I’ll also recommend you to stay in Hotel Iris, just 20min walk from the city centre and with the superb view of the canal. While appreciating these views I googled “best pancakes of Amsterdam” and came across The Happy Pig Pancake Shop – OH MY…. you gotta try it.
The images are worth more than my words, but less than my memory. I promise to return.

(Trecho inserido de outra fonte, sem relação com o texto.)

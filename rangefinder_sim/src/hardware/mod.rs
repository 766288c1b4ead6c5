// rangefinder_sim/src/hardware/mod.rs

//! Physical sensor input. Decoded sweeps become [`ScanFrame`]s with only the
//! robot-frame half filled in, so the classifier runs on them unchanged.

pub mod decoder;

use crate::error::Result;
use decoder::FrameDecoder;
use rangefinder_core::messages::ScanFrame;
use std::fs::File;
use std::path::Path;

/// Opens a captured byte stream and yields one frame per decoded sweep.
pub fn replay_frames(path: &Path) -> Result<impl Iterator<Item = Result<ScanFrame>>> {
    let file = File::open(path)?;
    tracing::info!("Replaying sensor capture from: {}", path.display());
    Ok(FrameDecoder::new(file)
        .zip(0u64..)
        .map(|(sweep, cycle)| Ok(ScanFrame::from_samples(cycle, sweep?))))
}
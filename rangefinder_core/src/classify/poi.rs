// rangefinder_core/src/classify/poi.rs

use crate::geometry::Point;

/// Display tag attached to every point of interest.
#[derive(Debug, Clone, Copy, PartialEq, Eq, Hash)]
pub enum PoiColor {
    Red,
    Green,
    Blue,
    Yellow,
    Cyan,
    Magenta,
    Orange,
    White,
}

impl PoiColor {
    /// Colors handed out to successive clusters.
    pub const PALETTE: [PoiColor; 7] = [
        PoiColor::Red,
        PoiColor::Blue,
        PoiColor::Yellow,
        PoiColor::Cyan,
        PoiColor::Magenta,
        PoiColor::Orange,
        PoiColor::Green,
    ];

    pub fn cycle(index: usize) -> Self {
        Self::PALETTE[index % Self::PALETTE.len()]
    }
}

/// A feature worth drawing or inspecting. Never fed back into classification.
#[derive(Debug, Clone, Copy, PartialEq)]
pub enum PointOfInterest {
    Marker { point: Point, color: PoiColor },
    Segment { start: Point, end: Point, color: PoiColor },
}

impl PointOfInterest {
    pub fn color(&self) -> PoiColor {
        match self {
            PointOfInterest::Marker { color, .. } | PointOfInterest::Segment { color, .. } => {
                *color
            }
        }
    }

    pub fn is_segment(&self) -> bool {
        matches!(self, PointOfInterest::Segment { .. })
    }
}
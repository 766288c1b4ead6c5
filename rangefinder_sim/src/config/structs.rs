// rangefinder_sim/src/config/structs.rs

use super::serde_helpers;
use rangefinder_core::arena::DeadAngleRange;
use rangefinder_core::classify::ClassifierSettings;
use rangefinder_core::geometry::Point;
use rangefinder_core::raycast::NoiseConfig;
use serde::{Deserialize, Serialize};

// =========================================================================
// == Top-Level Configuration ==
// =========================================================================

/// # ScenarioConfig
/// The root of the data parsed from a `scenario.toml` file. Every section is
/// optional; missing values fall back to the defaults below.
#[derive(Debug, Clone, Default, PartialEq, Serialize, Deserialize)]
#[serde(deny_unknown_fields)]
pub struct ScenarioConfig {
    #[serde(default)]
    pub simulation: Simulation,

    #[serde(default)]
    pub arena: ArenaConfig,

    #[serde(default)]
    pub scan: ScanConfig,

    #[serde(default)]
    pub noise: NoiseConfig,

    #[serde(default)]
    pub classifier: ClassifierSettings,
}

// =========================================================================
// == Configuration Sub-Structs ==
// =========================================================================

#[derive(Debug, Clone, Default, PartialEq, Serialize, Deserialize)]
#[serde(deny_unknown_fields)]
pub struct Simulation {
    /// Optional seed for the pseudo-random number generator for determinism.
    #[serde(default, skip_serializing_if = "Option::is_none")]
    pub seed: Option<u64>,
}

#[derive(Debug, Clone, PartialEq, Serialize, Deserialize)]
#[serde(deny_unknown_fields, default)]
pub struct ArenaConfig {
    /// Full side length of the square arena.
    pub side_size: f64,
    /// Number of randomly placed rocks. Ignored when `rocks` is non-empty.
    pub rock_count: usize,
    /// Diameter of every random rock; `0` draws each from `[0, 1)`.
    pub rock_diameter: f64,
    /// Explicit rock placement.
    pub rocks: Vec<RockConfig>,
    pub robot: RobotConfig,
}

impl Default for ArenaConfig {
    fn default() -> Self {
        Self {
            side_size: 12.0,
            rock_count: 5,
            rock_diameter: 0.0,
            rocks: Vec::new(),
            robot: RobotConfig::default(),
        }
    }
}

#[derive(Debug, Clone, Copy, PartialEq, Serialize, Deserialize)]
#[serde(deny_unknown_fields)]
pub struct RockConfig {
    #[serde(with = "serde_helpers::point2_from_array")]
    pub center: Point,
    pub diameter: f64,
}

#[derive(Debug, Clone, PartialEq, Serialize, Deserialize)]
#[serde(deny_unknown_fields, default)]
pub struct RobotConfig {
    #[serde(with = "serde_helpers::point2_from_array")]
    pub position: Point,
    /// Radians, counter-clockwise from +X.
    pub heading: f64,
    /// Blind spots in the robot frame, as `[low, high]` radian pairs.
    #[serde(with = "serde_helpers::dead_angles_from_pairs")]
    pub dead_angles: Vec<DeadAngleRange>,
}

impl Default for RobotConfig {
    fn default() -> Self {
        Self {
            position: Point::origin(),
            heading: 0.0,
            dead_angles: Vec::new(),
        }
    }
}

#[derive(Debug, Clone, PartialEq, Serialize, Deserialize)]
#[serde(deny_unknown_fields, default)]
pub struct ScanConfig {
    /// Number of casting workers, one angular band each.
    pub workers: usize,
    /// Rays per full revolution, split across the bands.
    pub point_count: usize,
    /// Fine marching step. Defaults to `side_size / 1000`.
    #[serde(skip_serializing_if = "Option::is_none")]
    pub step_size: Option<f64>,
    /// How long the coordinator waits for a band before giving up on the
    /// cycle. Absent means wait indefinitely.
    #[serde(skip_serializing_if = "Option::is_none")]
    pub worker_timeout_ms: Option<u64>,
}

impl Default for ScanConfig {
    fn default() -> Self {
        Self {
            workers: 1,
            point_count: 800,
            step_size: None,
            worker_timeout_ms: None,
        }
    }
}
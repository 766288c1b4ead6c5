// rangefinder_core/src/numeric.rs

//! Small statistics helpers shared by the classifiers.
//!
//! Every function reports degenerate input as a [`GeometryError`] instead of
//! producing NaN or infinity.

use crate::error::{GeometryError, Result};
use crate::geometry::Point;
use num_traits::Float;

pub fn mean<T: Float>(values: &[T]) -> Result<T> {
    if values.is_empty() {
        return Err(GeometryError::EmptyInput);
    }
    let sum = values.iter().fold(T::zero(), |acc, &v| acc + v);
    let n = T::from(values.len()).ok_or(GeometryError::NonFinite)?;
    Ok(sum / n)
}

/// Median via a sorted copy. Even-length input averages the two middle values.
pub fn median<T: Float>(values: &[T]) -> Result<T> {
    if values.is_empty() {
        return Err(GeometryError::EmptyInput);
    }
    if values.iter().any(|v| v.is_nan()) {
        return Err(GeometryError::NonFinite);
    }
    let mut sorted = values.to_vec();
    sorted.sort_by(|a, b| a.partial_cmp(b).unwrap_or(std::cmp::Ordering::Equal));
    let mid = sorted.len() / 2;
    if sorted.len() % 2 == 0 {
        let two = T::one() + T::one();
        Ok((sorted[mid - 1] + sorted[mid]) / two)
    } else {
        Ok(sorted[mid])
    }
}

/// Population standard deviation.
pub fn std_dev<T: Float>(values: &[T]) -> Result<T> {
    let mu = mean(values)?;
    let squares: Vec<T> = values.iter().map(|&v| (v - mu) * (v - mu)).collect();
    Ok(mean(&squares)?.sqrt())
}

/// Perpendicular distance from `p` to the infinite line through `a` and `b`.
pub fn perpendicular_deviation(a: &Point, b: &Point, p: &Point) -> Result<f64> {
    let ab = b - a;
    let len = ab.norm();
    if len <= f64::EPSILON {
        return Err(GeometryError::ZeroLengthSegment);
    }
    let ap = p - a;
    Ok((ab.x * ap.y - ab.y * ap.x).abs() / len)
}

/// Distance from `p` to the closed segment `a`-`b`. A zero-length segment
/// degrades to the distance to `a`.
pub fn segment_distance(a: &Point, b: &Point, p: &Point) -> f64 {
    let ab = b - a;
    let len_sq = ab.norm_squared();
    if len_sq <= f64::EPSILON {
        return (p - a).norm();
    }
    let t = ((p - a).dot(&ab) / len_sq).clamp(0.0, 1.0);
    (p - (a + ab * t)).norm()
}
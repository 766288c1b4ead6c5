// rangefinder_sim/src/prng.rs

use rand::{Rng, SeedableRng};
use rand_chacha::ChaCha8Rng;

/// A newtype wrapper around `ChaCha8Rng`.
/// This is the central, deterministic pseudo-random number generator for the simulation.
#[derive(Debug, Clone)]
pub struct SimulationRng(pub ChaCha8Rng);

impl SimulationRng {
    pub fn from_seed(seed: u64) -> Self {
        Self(ChaCha8Rng::seed_from_u64(seed))
    }

    /// Independent stream for casting worker `index`. Worker streams never
    /// overlap each other or the master stream (stream 0).
    pub fn for_worker(master_seed: u64, index: usize) -> Self {
        let mut rng = ChaCha8Rng::seed_from_u64(master_seed);
        rng.set_stream(index as u64 + 1);
        Self(rng)
    }
}

/// The configured seed, or a fresh one from the thread RNG when none is set.
pub fn resolve_seed(configured: Option<u64>) -> u64 {
    configured.unwrap_or_else(|| rand::thread_rng().gen())
}

#[cfg(test)]
mod tests {
    use super::*;

    #[test]
    fn same_seed_same_sequence() {
        let mut a = SimulationRng::from_seed(42);
        let mut b = SimulationRng::from_seed(42);
        assert_eq!(a.0.gen::<u64>(), b.0.gen::<u64>());
    }

    #[test]
    fn workers_get_distinct_streams() {
        let mut w0 = SimulationRng::for_worker(42, 0);
        let mut w1 = SimulationRng::for_worker(42, 1);
        let mut again = SimulationRng::for_worker(42, 1);
        let first = w1.0.gen::<u64>();
        assert_ne!(w0.0.gen::<u64>(), first);
        assert_eq!(again.0.gen::<u64>(), first);
    }

    #[test]
    fn configured_seed_is_kept() {
        assert_eq!(resolve_seed(Some(5)), 5);
    }
}
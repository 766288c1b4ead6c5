// rangefinder_core/src/lib.rs

//! Pure simulation and classification logic for a rotating 2D rangefinder.
//!
//! Nothing in this crate spawns threads or touches the filesystem. The
//! runtime crate (`rangefinder_sim`) drives these functions from its worker
//! pools and feeds the results to consumers.

pub mod arena;
pub mod classify;
pub mod error;
pub mod geometry;
pub mod messages;
pub mod numeric;
pub mod prelude;
pub mod raycast;
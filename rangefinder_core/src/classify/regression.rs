// rangefinder_core/src/classify/regression.rs

//! Ordinary least squares line fitting with axis selection.
//!
//! Lidar walls can be vertical, where `y = f(x)` is undefined, so every
//! cluster is fitted twice: once as `y = m·x + b` and once with the axes
//! swapped as `x = m·y + b`. The orientation with the higher R² wins.
//!
//! For a plain OLS fit R² equals the squared correlation in either
//! orientation, so the two scores usually agree to rounding. Near-ties are
//! settled by the predictor spread: the axis along which the points extend
//! further gives the better-conditioned slope.

use crate::error::{GeometryError, Result};
use crate::geometry::Point;
use crate::numeric::mean;

/// R² values closer than this are treated as equal.
const R_SQUARED_TIE: f64 = 1e-9;

/// Which coordinate acts as the predictor.
#[derive(Debug, Clone, Copy, PartialEq, Eq)]
pub enum FitOrientation {
    /// `y = slope * x + intercept`
    Native,
    /// `x = slope * y + intercept`
    Swapped,
}

#[derive(Debug, Clone, Copy, PartialEq)]
pub struct LineFit {
    pub slope: f64,
    pub intercept: f64,
    /// Coefficient of determination.
    pub r_squared: f64,
    pub orientation: FitOrientation,
    /// Sum of squared predictor deviations.
    pub predictor_spread: f64,
}

impl LineFit {
    /// The point on the line at predictor value `t`.
    pub fn at(&self, t: f64) -> Point {
        let v = self.slope * t + self.intercept;
        match self.orientation {
            FitOrientation::Native => Point::new(t, v),
            FitOrientation::Swapped => Point::new(v, t),
        }
    }

    /// Segment endpoints for predictor values `from` and `to`.
    pub fn span(&self, from: f64, to: f64) -> (Point, Point) {
        (self.at(from), self.at(to))
    }
}

/// Fits a line in the given orientation.
///
/// Zero predictor variance has no slope and is an error. Zero response
/// variance with a valid predictor means the points lie exactly on the line,
/// which is reported as R² = 1.
pub fn fit_line(points: &[Point], orientation: FitOrientation) -> Result<LineFit> {
    if points.len() < 2 {
        return Err(GeometryError::InsufficientPoints {
            needed: 2,
            got: points.len(),
        });
    }

    let (xs, ys): (Vec<f64>, Vec<f64>) = points
        .iter()
        .map(|p| match orientation {
            FitOrientation::Native => (p.x, p.y),
            FitOrientation::Swapped => (p.y, p.x),
        })
        .unzip();

    let x_mean = mean(&xs)?;
    let y_mean = mean(&ys)?;

    let mut sxy = 0.0;
    let mut sxx = 0.0;
    for (x, y) in xs.iter().zip(&ys) {
        sxy += (x - x_mean) * (y - y_mean);
        sxx += (x - x_mean) * (x - x_mean);
    }
    if sxx <= f64::EPSILON {
        return Err(GeometryError::ZeroVariance);
    }

    let slope = sxy / sxx;
    let intercept = y_mean - slope * x_mean;

    let mut ss_res = 0.0;
    let mut ss_tot = 0.0;
    for (x, y) in xs.iter().zip(&ys) {
        let residual = y - (slope * x + intercept);
        ss_res += residual * residual;
        ss_tot += (y - y_mean) * (y - y_mean);
    }
    let r_squared = if ss_tot <= f64::EPSILON {
        1.0
    } else {
        1.0 - ss_res / ss_tot
    };

    if !slope.is_finite() || !intercept.is_finite() || !r_squared.is_finite() {
        return Err(GeometryError::NonFinite);
    }

    Ok(LineFit {
        slope,
        intercept,
        r_squared,
        orientation,
        predictor_spread: sxx,
    })
}

/// Fits both orientations and keeps the one with the higher R².
pub fn best_fit(points: &[Point]) -> Result<LineFit> {
    let native = fit_line(points, FitOrientation::Native);
    let swapped = fit_line(points, FitOrientation::Swapped);
    match (native, swapped) {
        (Ok(n), Ok(s)) => Ok(pick(n, s)),
        (Ok(n), Err(_)) => Ok(n),
        (Err(_), Ok(s)) => Ok(s),
        (Err(e), Err(_)) => Err(e),
    }
}

fn pick(native: LineFit, swapped: LineFit) -> LineFit {
    if (swapped.r_squared - native.r_squared).abs() > R_SQUARED_TIE {
        if swapped.r_squared > native.r_squared {
            swapped
        } else {
            native
        }
    } else if swapped.predictor_spread > native.predictor_spread {
        swapped
    } else {
        native
    }
}

#[cfg(test)]
mod tests {
    use super::*;
    use approx::assert_abs_diff_eq;

    fn pts(coords: &[(f64, f64)]) -> Vec<Point> {
        coords.iter().map(|&(x, y)| Point::new(x, y)).collect()
    }

    #[test]
    fn collinear_points_fit_exactly() {
        let fit = fit_line(&pts(&[(0.0, 0.0), (1.0, 1.0), (2.0, 2.0)]), FitOrientation::Native)
            .unwrap();
        assert_abs_diff_eq!(fit.slope, 1.0, epsilon = 1e-12);
        assert_abs_diff_eq!(fit.intercept, 0.0, epsilon = 1e-12);
        assert_abs_diff_eq!(fit.r_squared, 1.0, epsilon = 1e-12);
    }

    #[test]
    fn vertical_line_needs_swapped_axes() {
        let points = pts(&[(2.0, 0.0), (2.0, 1.0), (2.0, 2.0), (2.0, 3.0)]);
        assert_eq!(
            fit_line(&points, FitOrientation::Native),
            Err(GeometryError::ZeroVariance)
        );
        let fit = best_fit(&points).unwrap();
        assert_eq!(fit.orientation, FitOrientation::Swapped);
        assert_abs_diff_eq!(fit.slope, 0.0, epsilon = 1e-12);
        assert_abs_diff_eq!(fit.intercept, 2.0, epsilon = 1e-12);
        assert_abs_diff_eq!(fit.at(5.0).x, 2.0, epsilon = 1e-12);
    }

    #[test]
    fn horizontal_line_is_a_perfect_native_fit() {
        let points = pts(&[(0.0, 1.5), (1.0, 1.5), (2.0, 1.5)]);
        let fit = best_fit(&points).unwrap();
        assert_eq!(fit.orientation, FitOrientation::Native);
        assert_abs_diff_eq!(fit.r_squared, 1.0);
        assert_abs_diff_eq!(fit.intercept, 1.5, epsilon = 1e-12);
    }

    #[test]
    fn steep_noisy_wall_prefers_swapped_orientation() {
        let points = pts(&[
            (3.00, -2.0),
            (3.05, -1.0),
            (2.97, 0.0),
            (3.02, 1.0),
            (2.99, 2.0),
        ]);
        let fit = best_fit(&points).unwrap();
        assert_eq!(fit.orientation, FitOrientation::Swapped);
        assert!(fit.r_squared < 1.0);
    }

    #[test]
    fn diagonal_tie_stays_native() {
        let fit = best_fit(&pts(&[(0.0, 0.0), (1.0, 1.0), (2.0, 2.0)])).unwrap();
        assert_eq!(fit.orientation, FitOrientation::Native);
    }

    #[test]
    fn single_point_or_coincident_points_fail() {
        assert!(matches!(
            best_fit(&pts(&[(1.0, 1.0)])),
            Err(GeometryError::InsufficientPoints { needed: 2, got: 1 })
        ));
        assert_eq!(
            best_fit(&pts(&[(1.0, 1.0), (1.0, 1.0), (1.0, 1.0)])),
            Err(GeometryError::ZeroVariance)
        );
    }
}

do more of what makes you happy

Acerca dos dias de sol e da boa disposição, voltei!
Venho partilhar a nova maravilha que estou a ler, o livro Happy da Fearne Cotton. Estou a adorar. Já a acompanho praticamente desde que vim para cá viver. Sempre gostei do seu estilo irreverente mas, mais do que isso, a sua boa vibe é contagiante. Ela foi locutora de rádio e  uma óptima companhia nos meus primeiros anos aqui.
Basicamente o livro fala de como aproveitar as pequenas coisas da vida. Parar um bocadinho, inspirar fundo, olhar à nossa volta e sentir os cheiros.
Acabei de passar o fim-de-semana em casa e este livro fez ainda mais sentido. Desde ver os sorrisos das pessoas, a sentir os raios do sol a penetrar a minha pele, aquela sensação perfeita do calor.
Aproveitar uma bebida bem feita, agridoce, com amigos fantásticos. Rir com vontade, vindo de dentro. O amor e conforto dos meus pais, do meu cordão umbilical, faz me feliz!
E a ti? O que te faz despertar a felicidade?

                                                                             

I’m back, loving these sunny days and happy vibes all around!
I’m coming to share my newest book discovery. I’m currently reading Happy by Fearne Cotton, and it’s great so far. I follow Fearne since my first weeks when I moved here (London). Always loved her irreverent style and her good vibes. Always felt that her happiness is contagious.
If you don’t know her, she used to be a radio DJ and it was great company to me.
The book is about enjoying the little things in life. To stop for a second, take a deep breathe, look around you and smell.
I’ve just been home for a weekend, and the this book just made even more sense. From watching people simply smiling, feeling the sunshine on my skin, the perfect warmth. Enjoying a good drink, sweet but sour, with lovely friends. Laughing out loud, from the inside out. The love and comfort of my parents. It keeps me happy.
What about you? What triggers your happiness button?